The task: The only acceptable reply is the number of lines in the material below that hold "Instant".

|---|

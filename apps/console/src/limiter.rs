//! Command-rate throttle: a fixed quota over a fixed window with a hard reset.
//!
//! Once `max` submissions land inside the window, everything else is rejected
//! until the full window has elapsed since the window opened. The reset
//! restores the entire quota at once — no leaky-bucket decay.

use std::time::{Duration, Instant};

pub struct RateLimiter {
    max: u32,
    window: Duration,
    count: u32,
    window_start: Instant,
}

impl RateLimiter {
    pub fn new(max: u32, window: Duration) -> Self {
        Self {
            max,
            window,
            count: 0,
            window_start: Instant::now(),
        }
    }

    /// Records one submission attempt. Returns `false` when the quota for the
    /// current window is already spent.
    pub fn check(&mut self) -> bool {
        self.check_at(Instant::now())
    }

    // Clock-injected core so tests never sleep.
    pub(crate) fn check_at(&mut self, now: Instant) -> bool {
        if now.duration_since(self.window_start) >= self.window {
            self.window_start = now;
            self.count = 0;
        }

        if self.count >= self.max {
            return false;
        }

        self.count += 1;
        true
    }
}

#[cfg(test)]
mod tests {
    use super::*;

    #[test]
    fn test_allows_exactly_max_then_rejects() {
        let mut limiter = RateLimiter::new(3, Duration::from_secs(10));
        let now = Instant::now();

        assert!(limiter.check_at(now));
        assert!(limiter.check_at(now));
        assert!(limiter.check_at(now));
        assert!(!limiter.check_at(now));
        assert!(!limiter.check_at(now));
    }

    #[test]
    fn test_quota_restored_after_window_elapses() {
        let mut limiter = RateLimiter::new(2, Duration::from_secs(10));
        let now = Instant::now();

        assert!(limiter.check_at(now));
        assert!(limiter.check_at(now));
        assert!(!limiter.check_at(now));

        // The full quota comes back at once after the window, regardless of
        // how overdrawn the previous window was.
        let later = now + Duration::from_secs(10);
        assert!(limiter.check_at(later));
        assert!(limiter.check_at(later));
        assert!(!limiter.check_at(later));
    }

    #[test]
    fn test_partial_window_does_not_reset() {
        let mut limiter = RateLimiter::new(1, Duration::from_secs(10));
        let now = Instant::now();

        assert!(limiter.check_at(now));
        assert!(!limiter.check_at(now + Duration::from_secs(9)));
    }
}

|---|

Written answer: 8